There is another and murkier side to the imposition of austerity on Greek people, whether deserved or not is not the issue here: it is politics and the historic relationship between Greece and Germany. As Wolfgang Munchau  in the FT of 20th February wrote, “Hardly a day passes by without a cartoon in the Greek press of Angela Merkel and Mr Schauble in Nazi uniforms. German MPs expressed outrage at the Greek outrage. Bild, the German mass market daily, is calling for Greece to be kicked out of the Eurozone. I shudder at the thought of an act of violence committed against Germans in Greece or Greeks in Germany. This is the kind of conflict that could easily escalate.”

In fact, there are those in Greece who see the austerity regime imposed on their country as a return to an era of total subjection when Germans marched into Greece in the WW11. Manolis Glezos is Greece’s most famous living resistance fighter. Today, he is resisting Germans once again. “I am asking myself, I am asking you: why are the Germans treating us this way today. Do they want to take revenge because we shook down the myth of the invincible Axis? Because we stalled Hitler’s plans. Because our people perished so that their people would live”

The other side of the argument, of course, is that Greece borrowed billions, lived off the proceeds and largely did not invest to produce the returns to repay the borrowings. Debt is debt: it is to be repaid, if not a country is insolvent. The point of these remarks is that what started as a simple, well not that simple, debt problem is morphing into political conflagration. Political harmony is the core to a successful union and that has been broken.

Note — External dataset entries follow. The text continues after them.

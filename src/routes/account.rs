//! Linking and unlinking the user's Google account

use axum::{
    Json, Router,
    extract::State,
    http::StatusCode,
    routing::put,
};
use chrono::{DateTime, Utc};
use one_core::OneError;
use one_core::credential::Credential;
use serde::{Deserialize, Serialize};
use tracing::info;

use crate::routes::AppError;
use crate::routes::extract::AppJson;
use crate::session::Session;
use crate::state::AppState;

pub fn router() -> Router<AppState> {
    Router::new().route("/account", put(link_account).delete(unlink_account))
}

/// Tokens handed over by the auth provider after the OAuth consent
#[derive(Deserialize)]
pub struct LinkAccountRequest {
    pub access_token: String,
    pub refresh_token: Option<String>,
    pub expires_at: Option<DateTime<Utc>>,
}

#[derive(Serialize)]
pub struct AccountStatus {
    pub user_id: String,
    pub email: Option<String>,
    pub has_refresh_token: bool,
    pub expires_at: Option<DateTime<Utc>>,
    pub updated_at: DateTime<Utc>,
}

/// PUT /account - Store the user's Google credential
async fn link_account(
    session: Session,
    State(state): State<AppState>,
    AppJson(req): AppJson<LinkAccountRequest>,
) -> Result<Json<AccountStatus>, AppError> {
    if req.access_token.trim().is_empty() {
        return Err(OneError::InvalidInput("access_token must not be empty".into()).into());
    }

    let stored = state
        .credentials
        .link(&Credential {
            user_id: session.user_id.clone(),
            access_token: req.access_token,
            refresh_token: req.refresh_token.filter(|t| !t.is_empty()),
            expires_at: req.expires_at,
            updated_at: Utc::now(),
        })
        .await?;

    info!(user_id = %session.user_id, "Linked Google account");
    Ok(Json(AccountStatus {
        has_refresh_token: stored.refresh_token().is_some(),
        user_id: stored.user_id,
        email: session.email,
        expires_at: stored.expires_at,
        updated_at: stored.updated_at,
    }))
}

/// DELETE /account - Forget the credential and everything mirrored for the user
async fn unlink_account(
    session: Session,
    State(state): State<AppState>,
) -> Result<StatusCode, AppError> {
    let removed = state.sync.forget(&session.user_id).await?;

    info!(user_id = %session.user_id, removed, "Unlinked Google account");
    Ok(StatusCode::NO_CONTENT)
}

This lies at the very heart of the Euro Zone. Can the Mediterranean countries live in a closely knit zone with the conservative northerners? Basically the Euro Zone is a monetary union without either a fiscal or political counterpart.  The northerners are financing the wayward southerners. They are the bankers and, as most of us know, it bodes better to be co-operative with your banker.

Wolfgang Munchau in the FT of 5th March made a fundamental point. It is that parts of the German financial elite have only just realised the fact that the Euro Zone is a monetary union – and nothing else. For instance, the Target 2 balance has mirrored the current account imbalances since the outbreak of the crisis. There was no problem whilst commercial banks were able to be the intermediaries but when that became impossible post 2007, central banks had to take over that role. Now these imbalances on the Bundesbank’s books, totalling some E500bn, are considered by Jens Weidmann, the bank’s President, to be “an unacceptable risk”. He is demanding contingent access to Greek and Spanish property and other assets to a value of E500bn in case the Euro Zone should collapse.

This demand tells us two things. First, that the Bundesbank now believes that there is a risk of a Euro Zone break-up; and, second, that Germany, or parts of its elite establishment, now does not want a monetary union but would prefer a looser single currency regime. However, given the widespread of competiveness between countries in the zone, this development rather suggests that the Euro Zone will be restructured. The northern members plus France will coalesce around a D Mark with the Euro being the currency of the other existing members. The Euro will then fall sharply.

This is the probable future structure of the Euro Zone but it could take a few years for that outcome to be realised.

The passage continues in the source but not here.